A Schematic of HTS workflow. Cells were transfected with BRET sensor or control sensors in 10 cm dishes and allowed 48 h for sensor expression. Subsequently, cells were harvested and re-plated into 384-well plates at a density of 20,000 cells per well 24 h prior to drug screening. Diluted previously approved drugs (PADs) were added to corresponding wells with final concentrations of 200 µM, 20 µM, 2 µM, and 200 nM, respectively. After a 3-hour incubation, the BRET ratio was measured Each PAD was assessed twice at each concentration, but only the highest value for each concentration was recorded.

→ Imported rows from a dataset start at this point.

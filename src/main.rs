use clap::{Parser, Subcommand};
use gallerygen::config::{self, ConfigError, GalleryConfig, LocationMode, OrderStrategy};
use gallerygen::metadata::{ExifExtractor, TagField};
use gallerygen::{gallery, output, resize};
use std::io::Write;
use std::path::{Path, PathBuf};
use std::process::ExitCode;

const DEFAULT_CONFIG_FILE: &str = "gallery.toml";

/// Flags shared by every command that reads the gallery tree.
///
/// Each flag overrides the matching `gallery.toml` key.
#[derive(clap::Args, Clone, Default)]
struct GalleryArgs {
    /// Where images are served from
    #[arg(short = 'l', long, value_enum)]
    image_location: Option<LocationMode>,

    /// Folder holding the full-size images (must contain the full-resolution token)
    #[arg(short = 'b', long)]
    basedir: Option<String>,

    /// Local path prefix replaced by the root URL in every link
    #[arg(short = 'r', long)]
    pathroot: Option<String>,

    /// Bucket root URL, required for remote-bucket
    #[arg(long, alias = "aws-s3-bucket-url")]
    bucket_url: Option<String>,

    /// Root URL when images are hosted locally
    #[arg(long)]
    local_root_url: Option<String>,

    /// Comma-separated substrings; only matching images are included
    #[arg(short = 'i', long)]
    filter_images: Option<String>,

    /// How many leading thumbnails to embed as base64
    #[arg(long)]
    hardcoded_count: Option<usize>,

    /// Directory token of the full-resolution tier
    #[arg(long)]
    max_resolution_sub_dir: Option<String>,

    /// Directory token of the thumbnail tier
    #[arg(long)]
    thumbnail_sub_dir: Option<String>,

    /// Directory token of the mid-size tier
    #[arg(long)]
    smaller_sub_dir: Option<String>,

    /// Randomize the order
    #[arg(long)]
    shuffled_order: bool,

    /// Order by the sequence of --filter-images terms
    #[arg(long)]
    order_from_filter: bool,

    /// Order by EXIF capture time
    #[arg(long)]
    order_from_exif: bool,

    /// Order by the __N_ filename prefix
    #[arg(long)]
    order_from_prefix: bool,

    /// Seed for --shuffled-order
    #[arg(long)]
    random_seed: Option<u64>,

    /// Reverse the final order
    #[arg(long)]
    reverse_order: bool,

    /// Comma-separated EXIF tags for the title, alt text and caption
    #[arg(long)]
    important_exif_tags: Option<String>,

    /// Comma-separated EXIF tags shown in parentheses in the caption
    #[arg(long)]
    other_exif_tags: Option<String>,

    /// Artist for images without one
    #[arg(long)]
    default_artist: Option<String>,

    /// Artist for every image
    #[arg(long)]
    overwrite_artist: Option<String>,

    /// HTML template to splice the gallery into ("-" for bare fragments)
    #[arg(long)]
    html_output: Option<String>,

    /// Write the result to this file instead of stdout
    #[arg(short = 'o', long)]
    output_file: Option<PathBuf>,

    /// CSS injected at the template's CSS marker
    #[arg(long)]
    custom_css: Option<String>,
}

fn parse_tags(list: &str) -> Result<Vec<TagField>, ConfigError> {
    config::parse_csv(list)
        .iter()
        .map(|name| {
            name.parse::<TagField>()
                .map_err(|e| ConfigError::Validation(e.to_string()))
        })
        .collect()
}

impl GalleryArgs {
    /// Apply every flag that was given on top of `config`.
    fn apply(self, config: &mut GalleryConfig) -> Result<(), ConfigError> {
        if let Some(mode) = self.image_location {
            config.location.mode = mode;
        }
        if let Some(dir) = self.basedir {
            config.base_dir = dir;
        }
        if let Some(root) = self.pathroot {
            config.location.path_root = root;
        }
        if let Some(url) = self.bucket_url {
            config.location.bucket_url = url;
        }
        if let Some(url) = self.local_root_url {
            config.location.local_root_url = url;
        }
        if let Some(list) = self.filter_images {
            config.filter.terms = config::parse_csv(&list);
        }
        if let Some(count) = self.hardcoded_count {
            config.output.inline_count = count;
        }
        if let Some(token) = self.max_resolution_sub_dir {
            config.dirs.full_resolution = token;
        }
        if let Some(token) = self.thumbnail_sub_dir {
            config.dirs.thumbnail = token;
        }
        if let Some(token) = self.smaller_sub_dir {
            config.dirs.mid_size = token;
        }
        if let Some(strategy) = OrderStrategy::from_flags(
            self.shuffled_order,
            self.order_from_filter,
            self.order_from_exif,
            self.order_from_prefix,
        )? {
            config.order.strategy = strategy;
        }
        if let Some(seed) = self.random_seed {
            config.order.seed = Some(seed);
        }
        if self.reverse_order {
            config.order.reverse = true;
        }
        if let Some(list) = self.important_exif_tags {
            config.captions.important_tags = parse_tags(&list)?;
        }
        if let Some(list) = self.other_exif_tags {
            config.captions.other_tags = parse_tags(&list)?;
        }
        if let Some(artist) = self.default_artist {
            config.captions.default_artist = artist;
        }
        if let Some(artist) = self.overwrite_artist {
            config.captions.artist_override = Some(artist);
        }
        match self.html_output.as_deref() {
            Some("-") => config.output.template = None,
            Some(path) => config.output.template = Some(PathBuf::from(path)),
            None => {}
        }
        if let Some(path) = self.output_file {
            config.output.output_file = Some(path);
        }
        if let Some(css) = self.custom_css {
            config.output.custom_css = css;
        }
        Ok(())
    }
}

#[derive(Parser)]
#[command(name = "gallerygen")]
#[command(about = "Static HTML photo gallery generator")]
#[command(long_about = "\
Static HTML photo gallery generator

Reads one flat folder of full-resolution photos and prints gallery markup:
one link per photo with thumbnail, mid-size and full-size URLs, an EXIF
caption, and the first thumbnails inlined as base64.

Directory convention:

  img/
  ├── max_resolution/Portfolio/      # full resolution (--basedir points here)
  │   ├── __1_dawn.jpg               # optional __N_ order prefix
  │   └── dusk.jpg
  └── potato/Portfolio/              # derived tiers, created by 'resize'
      ├── dawn.jpg                   # thumbnail
      ├── dawn.jpg.webp              # thumbnail, WebP
      ├── dawn.jpg_tiny.webp         # inlined thumbnail
      ├── dawn.jpg_1500.jpg          # mid-size JPEG
      └── dawn.jpg_900.webp          # mid-size WebP

Run 'gallerygen gen-config' to generate a documented gallery.toml.")]
#[command(version)]
struct Cli {
    /// Config file (default: ./gallery.toml when present)
    #[arg(short = 'c', long, global = true)]
    config: Option<PathBuf>,

    /// Debug logging
    #[arg(short = 'v', long, global = true, conflicts_with = "quiet")]
    verbose: bool,

    /// Errors only
    #[arg(short = 'q', long, global = true)]
    quiet: bool,

    #[command(subcommand)]
    command: Command,
}

#[derive(Subcommand)]
enum Command {
    /// Print the gallery HTML (or splice it into a template)
    Generate(GalleryArgs),
    /// Validate config and verify every derived asset exists, without rendering
    Check(GalleryArgs),
    /// Create the thumbnail and mid-size variants of every photo
    Resize {
        #[command(flatten)]
        gallery: GalleryArgs,
        /// Re-encode variants that already exist
        #[arg(long)]
        force: bool,
        /// Maximum parallel workers (default: one per CPU core)
        #[arg(long)]
        max_processes: Option<usize>,
    },
    /// Print a stock gallery.toml with all options documented
    GenConfig,
}

fn main() -> ExitCode {
    let cli = Cli::parse();
    init_logging(cli.verbose, cli.quiet);

    match run(cli) {
        Ok(()) => ExitCode::SUCCESS,
        Err(err) => {
            log::error!("{}", err);
            let mut source = err.source();
            while let Some(cause) = source {
                log::error!("  caused by: {}", cause);
                source = cause.source();
            }
            ExitCode::FAILURE
        }
    }
}

fn run(cli: Cli) -> Result<(), Box<dyn std::error::Error>> {
    match cli.command {
        Command::Generate(args) => {
            let config = resolve_config(cli.config.as_deref(), args)?;
            gallery::run(&config, &ExifExtractor)?;
        }
        Command::Check(args) => {
            let config = resolve_config(cli.config.as_deref(), args)?;
            println!("==> Checking {}", config.base_dir);
            let (assets, report) = gallery::check(&config, &ExifExtractor)?;
            output::print_check_output(&assets, &report);
            println!("==> Gallery is valid");
        }
        Command::Resize {
            gallery: args,
            force,
            max_processes,
        } => {
            let mut config = resolve_config(cli.config.as_deref(), args)?;
            if max_processes.is_some() {
                config.resize.max_processes = max_processes;
            }
            init_thread_pool(&config.resize);
            let (tx, rx) = std::sync::mpsc::channel();
            let printer = std::thread::spawn(move || {
                for event in rx {
                    for line in output::format_resize_event(&event) {
                        println!("{}", line);
                    }
                }
            });
            let result = resize::resize(&config, force, Some(tx));
            if printer.join().is_err() {
                log::warn!("progress printer thread panicked");
            }
            output::print_resize_summary(&result?);
        }
        Command::GenConfig => {
            print!("{}", config::stock_config_toml());
        }
    }

    Ok(())
}

/// Stock defaults → config file → CLI flags, with `base_dir` normalised.
fn resolve_config(path: Option<&Path>, args: GalleryArgs) -> Result<GalleryConfig, ConfigError> {
    let default_file = Path::new(DEFAULT_CONFIG_FILE);
    let path = path.or_else(|| default_file.is_file().then_some(default_file));
    if let Some(path) = path {
        log::debug!("Loading config from {}", path.display());
    }
    let mut config = config::load_config(path)?;
    args.apply(&mut config)?;
    if !config.base_dir.is_empty() {
        let cwd = std::env::current_dir()?;
        config.base_dir = config::normalize_base_dir(&config.base_dir, &cwd);
    }
    Ok(config)
}

fn init_logging(verbose: bool, quiet: bool) {
    let level = if quiet {
        log::LevelFilter::Error
    } else if verbose {
        log::LevelFilter::Debug
    } else {
        log::LevelFilter::Info
    };
    env_logger::Builder::new()
        .filter_level(level)
        .parse_default_env()
        .format(|buf, record| writeln!(buf, "[{}] {}", record.level(), record.args()))
        .init();
}

/// Initialize the rayon thread pool based on resize config.
///
/// Caps at the number of available CPU cores; the user can constrain down, not up.
fn init_thread_pool(resize: &config::ResizeConfig) {
    let threads = config::effective_threads(resize);
    rayon::ThreadPoolBuilder::new()
        .num_threads(threads)
        .build_global()
        .ok();
}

B The heatmap shows BRET reduction for 1971 PADs at concentrations of 200 µM, 20 µM, 2 µM, and 200 nM. C Subsequent screenings were conducted at 20 µM, and PADs were selected based on the median BRET reduction (26.80%) of those that demonstrated a BRET reduction greater than zero. To include the hits near this threshold, a BRET reduction of 25% was set as the selection criterion for primary screening. This led to the selection of 162 PADs for re-screening in a 96-well plate format. D, E 101 hits were further selected to assess their capacity to induce cell death in NIH-3T3 cells. Hoechst/propidium iodide incorporation assays were used to examine cell death, calculated as the ratio of propidium iodide-positive cells to Hoechst-positive cells. Cell death data were collected from three independent experiments, each with duplicate measurements. Scatter density plots are used to visualize the relationship between drug-induced BRET reduction and their capacity to induce cell death at 24 h (D) or 48 h (E) post-treatment.